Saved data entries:
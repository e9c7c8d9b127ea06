//! MKL orders: one row per order, four-state lifecycle.

use anyhow::{Context, Result};
use chrono::{DateTime, Utc};
use ldk_schemas::{
    ExportExtra, ExportRow, LifecycleStatus, MklFilter, MklOrder, MklOrderDraft, MklStatus,
    NotFound, StatusStamp,
};
use sqlx::{sqlite::SqliteRow, Row, SqlitePool};

use crate::normalize_query;

const COLUMNS: &str =
    "id, fio, phone, product, sph, cyl, ax, bc, qty, status, status_changed_at, comment";

fn order_from_row(row: &SqliteRow) -> Result<MklOrder> {
    let status: String = row.try_get("status")?;
    Ok(MklOrder {
        id: row.try_get("id")?,
        fio: row.try_get("fio")?,
        phone_digits: row.try_get("phone")?,
        product_name: row.try_get("product")?,
        sph: row.try_get("sph")?,
        cyl: row.try_get("cyl")?,
        ax: row.try_get("ax")?,
        bc: row.try_get("bc")?,
        qty: row.try_get("qty")?,
        status: MklStatus::parse(&status)?,
        status_changed_at: row.try_get("status_changed_at")?,
        comment: row.try_get("comment")?,
    })
}

/// New orders always start NOT_ORDERED, stamped `now`.
pub async fn insert_mkl_order(
    pool: &SqlitePool,
    draft: &MklOrderDraft,
    now: DateTime<Utc>,
) -> Result<MklOrder> {
    let stamp = StatusStamp::<MklStatus>::initial(now);
    let id = sqlx::query(
        r#"
        insert into mkl_orders
            (fio, phone, product, sph, cyl, ax, bc, qty, status, status_changed_at, comment)
        values (?1, ?2, ?3, ?4, ?5, ?6, ?7, ?8, ?9, ?10, ?11)
        "#,
    )
    .bind(&draft.fio)
    .bind(&draft.phone_digits)
    .bind(&draft.product_name)
    .bind(draft.sph)
    .bind(draft.cyl)
    .bind(draft.ax)
    .bind(draft.bc)
    .bind(draft.qty)
    .bind(stamp.status.as_str())
    .bind(stamp.changed_at)
    .bind(&draft.comment)
    .execute(pool)
    .await
    .context("insert_mkl_order failed")?
    .last_insert_rowid();

    fetch_mkl_order(pool, id).await
}

pub async fn fetch_mkl_order(pool: &SqlitePool, id: i64) -> Result<MklOrder> {
    let sql = format!("select {COLUMNS} from mkl_orders where id = ?1");
    let row = sqlx::query(&sql)
        .bind(id)
        .fetch_optional(pool)
        .await
        .context("fetch_mkl_order failed")?
        .ok_or(NotFound::new("mkl order", id))?;
    order_from_row(&row)
}

/// Replace the editable fields. Status and its timestamp are untouched.
pub async fn update_mkl_order(pool: &SqlitePool, id: i64, draft: &MklOrderDraft) -> Result<MklOrder> {
    let res = sqlx::query(
        r#"
        update mkl_orders
        set fio = ?1, phone = ?2, product = ?3, sph = ?4, cyl = ?5,
            ax = ?6, bc = ?7, qty = ?8, comment = ?9
        where id = ?10
        "#,
    )
    .bind(&draft.fio)
    .bind(&draft.phone_digits)
    .bind(&draft.product_name)
    .bind(draft.sph)
    .bind(draft.cyl)
    .bind(draft.ax)
    .bind(draft.bc)
    .bind(draft.qty)
    .bind(&draft.comment)
    .bind(id)
    .execute(pool)
    .await
    .context("update_mkl_order failed")?;

    if res.rows_affected() == 0 {
        return Err(NotFound::new("mkl order", id).into());
    }
    fetch_mkl_order(pool, id).await
}

pub async fn delete_mkl_order(pool: &SqlitePool, id: i64) -> Result<()> {
    let res = sqlx::query("delete from mkl_orders where id = ?1")
        .bind(id)
        .execute(pool)
        .await
        .context("delete_mkl_order failed")?;
    if res.rows_affected() == 0 {
        return Err(NotFound::new("mkl order", id).into());
    }
    Ok(())
}

/// Persist a stamp produced by [`StatusStamp::transition`].
pub async fn set_mkl_status(
    pool: &SqlitePool,
    id: i64,
    stamp: StatusStamp<MklStatus>,
) -> Result<MklOrder> {
    let res = sqlx::query("update mkl_orders set status = ?1, status_changed_at = ?2 where id = ?3")
        .bind(stamp.status.as_str())
        .bind(stamp.changed_at)
        .bind(id)
        .execute(pool)
        .await
        .context("set_mkl_status failed")?;
    if res.rows_affected() == 0 {
        return Err(NotFound::new("mkl order", id).into());
    }
    fetch_mkl_order(pool, id).await
}

/// Every NOT_ORDERED order becomes ORDERED with one shared timestamp.
/// Returns how many rows changed.
pub async fn bulk_mark_mkl_ordered(pool: &SqlitePool, now: DateTime<Utc>) -> Result<u64> {
    // Every matched row sits at INITIAL, so they all share one transition.
    let from = MklStatus::INITIAL;
    let to = StatusStamp::<MklStatus>::initial(now).transition(MklStatus::Ordered, now);

    let mut tx = pool.begin().await.context("bulk_mark_mkl_ordered begin failed")?;

    let res = sqlx::query(
        "update mkl_orders set status = ?1, status_changed_at = ?2 where status = ?3",
    )
    .bind(to.status.as_str())
    .bind(to.changed_at)
    .bind(from.as_str())
    .execute(&mut *tx)
    .await
    .context("bulk_mark_mkl_ordered failed")?;

    tx.commit().await.context("bulk_mark_mkl_ordered commit failed")?;
    tracing::info!(catalog = "mkl", rows = res.rows_affected(), "bulk marked ordered");
    Ok(res.rows_affected())
}

/// Unfulfilled orders, newest first.
pub async fn mkl_not_ordered(pool: &SqlitePool) -> Result<Vec<MklOrder>> {
    let sql = format!("select {COLUMNS} from mkl_orders where status = ?1 order by id desc");
    let rows = sqlx::query(&sql)
        .bind(MklStatus::NotOrdered.as_str())
        .fetch_all(pool)
        .await
        .context("mkl_not_ordered failed")?;
    rows.iter().map(order_from_row).collect()
}

/// Export selection: unfulfilled orders in insertion order.
pub async fn mkl_export_rows(pool: &SqlitePool) -> Result<Vec<ExportRow>> {
    let sql = format!("select {COLUMNS} from mkl_orders where status = ?1 order by id asc");
    let rows = sqlx::query(&sql)
        .bind(MklStatus::NotOrdered.as_str())
        .fetch_all(pool)
        .await
        .context("mkl_export_rows failed")?;

    rows.iter()
        .map(|r| {
            let o = order_from_row(r)?;
            Ok(ExportRow {
                product_name: o.product_name,
                sph: Some(o.sph),
                cyl: o.cyl,
                ax: o.ax,
                extra: o.bc.map(ExportExtra::BaseCurve),
                qty: o.qty,
            })
        })
        .collect()
}

/// Newest first, optionally narrowed by status and a case-insensitive
/// substring over customer name, phone digits and product.
pub async fn list_mkl_orders(pool: &SqlitePool, filter: &MklFilter) -> Result<Vec<MklOrder>> {
    let rows = match filter.status {
        Some(st) => {
            let sql = format!("select {COLUMNS} from mkl_orders where status = ?1 order by id desc");
            sqlx::query(&sql).bind(st.as_str()).fetch_all(pool).await
        }
        None => {
            let sql = format!("select {COLUMNS} from mkl_orders order by id desc");
            sqlx::query(&sql).fetch_all(pool).await
        }
    }
    .context("list_mkl_orders failed")?;

    let orders = rows.iter().map(order_from_row).collect::<Result<Vec<_>>>()?;

    Ok(match normalize_query(filter.query.as_deref()) {
        None => orders,
        Some(q) => orders
            .into_iter()
            .filter(|o| {
                o.fio.to_lowercase().contains(&q)
                    || o.phone_digits.contains(&q)
                    || o.product_name.to_lowercase().contains(&q)
            })
            .collect(),
    })
}
//! Layered document merge, canonical hashing and the unused-key report.
//!
//! Documents are merged in order: earlier docs are base, later docs
//! override. Leaves are addressed with JSON pointers.

use anyhow::{Context, Result};
use serde::{Deserialize, Serialize};
use serde_json::Value;
use sha2::{Digest, Sha256};
use std::collections::BTreeSet;

/// Every pointer prefix the settings consumer reads. A leaf outside all of
/// these is reported as unused.
pub const CONSUMED_POINTERS: &[&str] = &[
    "/meridian_reminder_enabled",
    "/meridian_days",
    "/meridian_time",
    "/mkl_reminder_enabled",
    "/mkl_staleness_days",
    "/mkl_time",
    "/export_directory",
    "/timezone",
    "/sound",
];

/// Keys written by the first desktop release, and the pointer each one
/// now lives at. A document that sets both keeps the new one.
pub const LEGACY_KEYS: &[(&str, &str)] = &[
    ("notify_enabled", "/meridian_reminder_enabled"),
    ("notify_days", "/meridian_days"),
    ("notify_time", "/meridian_time"),
    ("mkl_notify_enabled", "/mkl_reminder_enabled"),
    ("mkl_notify_after_days", "/mkl_staleness_days"),
    ("mkl_notify_time", "/mkl_time"),
    ("export_path", "/export_directory"),
    ("notify_sound_enabled", "/sound/enabled"),
    ("notify_sound_mode", "/sound/mode"),
    ("notify_sound_alias", "/sound/alias"),
    ("notify_sound_file", "/sound/file"),
];

#[derive(Debug, Clone, Serialize, Deserialize)]
pub struct UnusedKeyReport {
    /// Minimal set of unused leaf pointers (sorted)
    pub unused_leaf_pointers: Vec<String>,
}

impl UnusedKeyReport {
    pub fn is_clean(&self) -> bool {
        self.unused_leaf_pointers.is_empty()
    }
}

/// Parse each YAML doc and deep-merge them over `base`.
pub fn merge_yaml_layers(base: Value, yaml_docs: &[&str]) -> Result<Value> {
    let mut merged = base;
    for raw in yaml_docs {
        let v_yaml: serde_yaml::Value = serde_yaml::from_str(raw).context("invalid yaml")?;
        // An empty file parses as null; treat it as "no overrides".
        if v_yaml.is_null() {
            continue;
        }
        let v_json = serde_json::to_value(v_yaml).context("yaml->json conversion failed")?;
        if !v_json.is_object() {
            anyhow::bail!("settings document must be a mapping at the top level");
        }
        merged = deep_merge(merged, lift_legacy_keys(v_json));
    }
    Ok(merged)
}

/// Move legacy top-level keys of one document onto their current
/// pointers. Runs per document, before merging, so a current key set in
/// the same document wins over its legacy twin.
pub fn lift_legacy_keys(mut doc: Value) -> Value {
    for (legacy, target) in LEGACY_KEYS {
        let Some(value) = doc.as_object_mut().and_then(|m| m.remove(*legacy)) else {
            continue;
        };
        if doc.pointer(target).is_some() {
            continue;
        }
        let Some((parent, leaf)) = target.rsplit_once('/') else {
            continue;
        };
        // Targets are at most one level deep.
        if !parent.is_empty() && doc.pointer(parent).is_none() {
            if let Some(m) = doc.as_object_mut() {
                m.insert(
                    parent.trim_start_matches('/').to_string(),
                    Value::Object(serde_json::Map::new()),
                );
            }
        }
        if let Some(Value::Object(m)) = doc.pointer_mut(parent) {
            m.insert(leaf.to_string(), value);
        }
    }
    doc
}

pub fn deep_merge(a: Value, b: Value) -> Value {
    match (a, b) {
        (Value::Object(mut a_map), Value::Object(b_map)) => {
            for (k, b_val) in b_map {
                let a_val = a_map.remove(&k).unwrap_or(Value::Null);
                a_map.insert(k, deep_merge(a_val, b_val));
            }
            Value::Object(a_map)
        }
        (_, b_other) => b_other,
    }
}

pub fn report_unused_keys(doc: &Value) -> UnusedKeyReport {
    let consumed: BTreeSet<&str> = CONSUMED_POINTERS.iter().copied().collect();

    let mut leaves: Vec<String> = Vec::new();
    collect_leaf_pointers(doc, "", &mut leaves);

    let mut unused: Vec<String> = leaves
        .into_iter()
        .filter(|lp| !consumed.iter().any(|cp| is_prefix_pointer(cp, lp)))
        .collect();
    unused.sort();
    unused.dedup();

    UnusedKeyReport {
        unused_leaf_pointers: unused,
    }
}

/// Return true if `prefix` is a JSON-pointer prefix of `leaf`.
/// "/a/b" consumes "/a/b/c" but NOT "/a/bc".
fn is_prefix_pointer(prefix: &str, leaf: &str) -> bool {
    if prefix == "/" || leaf == prefix {
        return true;
    }
    leaf.starts_with(prefix)
        && leaf
            .get(prefix.len()..prefix.len() + 1)
            .map(|c| c == "/")
            .unwrap_or(false)
}

fn collect_leaf_pointers(v: &Value, prefix: &str, out: &mut Vec<String>) {
    match v {
        Value::Object(map) if !map.is_empty() => {
            for (k, vv) in map.iter() {
                let next = format!("{}/{}", prefix, escape_pointer_token(k));
                collect_leaf_pointers(vv, &next, out);
            }
        }
        Value::Array(arr) if !arr.is_empty() => {
            for (i, vv) in arr.iter().enumerate() {
                let next = format!("{}/{}", prefix, i);
                collect_leaf_pointers(vv, &next, out);
            }
        }
        _ => {
            let p = if prefix.is_empty() {
                "/".to_string()
            } else {
                prefix.to_string()
            };
            out.push(p);
        }
    }
}

fn escape_pointer_token(s: &str) -> String {
    s.replace('~', "~0").replace('/', "~1")
}

/// Serialize with object keys sorted so that key order in the source file
/// never changes the hash.
pub fn canonicalize_json(v: &Value) -> Result<String> {
    let sorted = sort_keys(v);
    serde_json::to_string(&sorted).context("canonical json serialize failed")
}

fn sort_keys(v: &Value) -> Value {
    match v {
        Value::Object(map) => {
            let mut keys: Vec<&String> = map.keys().collect();
            keys.sort();
            let mut out = serde_json::Map::new();
            for k in keys {
                out.insert(k.clone(), sort_keys(&map[k]));
            }
            Value::Object(out)
        }
        Value::Array(arr) => Value::Array(arr.iter().map(sort_keys).collect()),
        other => other.clone(),
    }
}

pub fn sha256_hex(bytes: &[u8]) -> String {
    let mut hasher = Sha256::new();
    hasher.update(bytes);
    hex::encode(hasher.finalize())
}
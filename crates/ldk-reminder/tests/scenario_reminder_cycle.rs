//! Scenario: one channel across a day of ticks.
//!
//! - Due at the trigger minute, idle the next minute, due again at the same
//!   minute the next day.
//! - Re-evaluating the same minute gives the same verdict (dismissal is not
//!   remembered).
//! - A snooze taken at T for D suppresses every tick in (T, T+D) and
//!   evaluation resumes at T+D.

use chrono::{DateTime, Duration, NaiveDateTime, TimeZone, Utc};
use ldk_config::Settings;
use ldk_reminder::*;
use ldk_schemas::{ReminderChannel, ReminderRow};

fn row(id: i64, changed_at: DateTime<Utc>) -> ReminderRow {
    ReminderRow {
        order_id: id,
        label: format!("Order #{id}"),
        detail: None,
        status: "NOT_ORDERED".into(),
        status_changed_at: changed_at,
    }
}

// The wall clock equals UTC in these scenarios.
fn wall(now: DateTime<Utc>) -> NaiveDateTime {
    now.naive_utc()
}

fn mkl_settings() -> Settings {
    Settings {
        mkl_reminder_enabled: true,
        mkl_time: "18:00".into(),
        mkl_staleness_days: 2,
        ..Settings::default()
    }
}

#[test]
fn fires_once_per_day_at_the_trigger_minute() {
    let s = mkl_settings();
    let sched = ChannelSchedule::from_settings(ReminderChannel::Mkl, &s);
    let t = Utc.with_ymd_and_hms(2025, 6, 10, 18, 0, 0).unwrap();
    let old = row(1, t - Duration::days(5));

    let v1 = evaluate_channel(&sched, t, wall(t), None, vec![old.clone()]);
    assert_eq!(v1, ChannelVerdict::Due(vec![old.clone()]));

    // Dismissed, then same minute again: still due.
    let v2 = evaluate_channel(&sched, t + Duration::seconds(30), wall(t + Duration::seconds(30)), None, vec![old.clone()]);
    assert!(v2.is_due());

    let next = t + Duration::minutes(1);
    assert_eq!(
        evaluate_channel(&sched, next, wall(next), None, vec![old.clone()]),
        ChannelVerdict::Idle(IdleReason::NotTriggerMinute)
    );

    let tomorrow = t + Duration::days(1);
    assert!(evaluate_channel(&sched, tomorrow, wall(tomorrow), None, vec![old]).is_due());
}

#[test]
fn fresh_mkl_orders_do_not_qualify() {
    let s = mkl_settings();
    let sched = ChannelSchedule::from_settings(ReminderChannel::Mkl, &s);
    let t = Utc.with_ymd_and_hms(2025, 6, 10, 18, 0, 0).unwrap();

    let fresh = row(2, t - Duration::hours(5));
    assert_eq!(
        evaluate_channel(&sched, t, wall(t), None, vec![fresh]),
        ChannelVerdict::Idle(IdleReason::NoQualifyingOrders)
    );
}

#[test]
fn snooze_window_suppresses_then_resumes() {
    let s = Settings {
        meridian_reminder_enabled: true,
        meridian_time: "10:00".into(),
        meridian_days: (0..=6).collect(),
        ..Settings::default()
    };
    let mut sched = ChannelSchedule::from_settings(ReminderChannel::Meridian, &s);
    let t = Utc.with_ymd_and_hms(2025, 6, 10, 10, 0, 0).unwrap();
    let rows = vec![row(7, t)];

    assert!(evaluate_channel(&sched, t, wall(t), None, rows.clone()).is_due());

    let until = snooze_until(t, 15).unwrap();
    let marker = until.to_rfc3339();

    // Every minute of (T, T+D): move the trigger along with the clock so
    // only the snooze can suppress.
    for m in 1..15 {
        let now = t + Duration::minutes(m);
        sched.trigger_time = now.format("%H:%M").to_string();
        assert_eq!(
            evaluate_channel(&sched, now, wall(now), Some(&marker), rows.clone()),
            ChannelVerdict::Snoozed { until },
            "minute {m}"
        );
    }

    let at_end = t + Duration::minutes(15);
    sched.trigger_time = at_end.format("%H:%M").to_string();
    assert!(evaluate_channel(&sched, at_end, wall(at_end), Some(&marker), rows).is_due());
}

#[test]
fn disabled_channel_is_idle() {
    let sched = ChannelSchedule::from_settings(ReminderChannel::Meridian, &Settings::default());
    let t = Utc.with_ymd_and_hms(2025, 6, 10, 9, 0, 0).unwrap();
    assert_eq!(
        evaluate_channel(&sched, t, wall(t), None, vec![row(1, t)]),
        ChannelVerdict::Idle(IdleReason::Disabled)
    );
}

#[test]
fn due_reminder_carries_channel_snooze_options() {
    let t = Utc.with_ymd_and_hms(2025, 6, 10, 9, 0, 0).unwrap();
    let due = DueReminder::new(ReminderChannel::Mkl, vec![row(1, t)], NotificationCue::Beep);
    let minutes: Vec<i64> = due.snooze_options.iter().map(|o| o.minutes).collect();
    assert_eq!(minutes, vec![24 * 60, 3 * 24 * 60]);

    let json = serde_json::to_value(&due).unwrap();
    assert_eq!(json["channel"], "MKL");
    assert_eq!(json["cue"]["kind"], "beep");
}

#[test]
fn responses_parse_from_json() {
    let r: ReminderResponse = serde_json::from_str(r#"{"action":"snooze","minutes":30}"#).unwrap();
    assert_eq!(r, ReminderResponse::Snooze { minutes: 30 });
    let r: ReminderResponse = serde_json::from_str(r#"{"action":"mark_ordered"}"#).unwrap();
    assert_eq!(r, ReminderResponse::MarkOrdered);
}
use std::path::PathBuf;

use chrono::{DateTime, Utc};
use ldk_config::Settings;
use ldk_schemas::{ReminderChannel, ReminderRow, SnoozeOption};
use serde::{Deserialize, Serialize};

/// Per-channel view of the settings, rebuilt on every tick.
#[derive(Clone, Debug, PartialEq, Eq)]
pub struct ChannelSchedule {
    pub channel: ReminderChannel,
    pub enabled: bool,
    /// "HH:MM" as configured; compared verbatim.
    pub trigger_time: String,
    /// Weekdays (0 = Monday) the channel may fire on. `None` = every day.
    pub weekdays: Option<Vec<u8>>,
    /// Minimum age of a NOT_ORDERED status before an order qualifies.
    /// `None` = no age threshold.
    pub staleness_days: Option<i64>,
}

impl ChannelSchedule {
    pub fn from_settings(channel: ReminderChannel, s: &Settings) -> Self {
        match channel {
            ReminderChannel::Meridian => Self {
                channel,
                enabled: s.meridian_reminder_enabled,
                trigger_time: s.meridian_time.clone(),
                weekdays: Some(s.meridian_days.clone()),
                staleness_days: None,
            },
            ReminderChannel::Mkl => Self {
                channel,
                enabled: s.mkl_reminder_enabled,
                trigger_time: s.mkl_time.clone(),
                weekdays: None,
                staleness_days: Some(s.mkl_staleness_days),
            },
        }
    }
}

#[derive(Clone, Copy, Debug, PartialEq, Eq, Serialize)]
#[serde(rename_all = "snake_case")]
pub enum IdleReason {
    Disabled,
    NotTriggerMinute,
    NoQualifyingOrders,
}

/// Outcome of evaluating one channel at one tick.
#[derive(Clone, Debug, PartialEq, Eq)]
pub enum ChannelVerdict {
    Idle(IdleReason),
    Snoozed { until: DateTime<Utc> },
    Due(Vec<ReminderRow>),
}

impl ChannelVerdict {
    pub fn is_due(&self) -> bool {
        matches!(self, ChannelVerdict::Due(_))
    }
}

/// How the UI should announce a due reminder.
#[derive(Clone, Debug, PartialEq, Eq, Serialize)]
#[serde(tag = "kind", content = "value", rename_all = "snake_case")]
pub enum NotificationCue {
    Beep,
    Alias(String),
    File(PathBuf),
}

/// A reminder ready to be shown: the qualifying rows (newest first), the
/// snooze choices the dialog offers and the sound cue.
#[derive(Clone, Debug, PartialEq, Serialize)]
pub struct DueReminder {
    pub channel: ReminderChannel,
    pub rows: Vec<ReminderRow>,
    pub snooze_options: Vec<SnoozeOption>,
    pub cue: NotificationCue,
}

impl DueReminder {
    pub fn new(channel: ReminderChannel, rows: Vec<ReminderRow>, cue: NotificationCue) -> Self {
        Self {
            channel,
            rows,
            snooze_options: channel.snooze_options().to_vec(),
            cue,
        }
    }
}

/// What the operator chose in the reminder dialog.
#[derive(Clone, Copy, Debug, PartialEq, Eq, Serialize, Deserialize)]
#[serde(tag = "action", rename_all = "snake_case")]
pub enum ReminderResponse {
    Snooze { minutes: i64 },
    MarkOrdered,
    Dismiss,
}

Task objective:
Determine the number of lines in the entries that hold "MarkOrdered". Reply with that number only.

Task answer:
2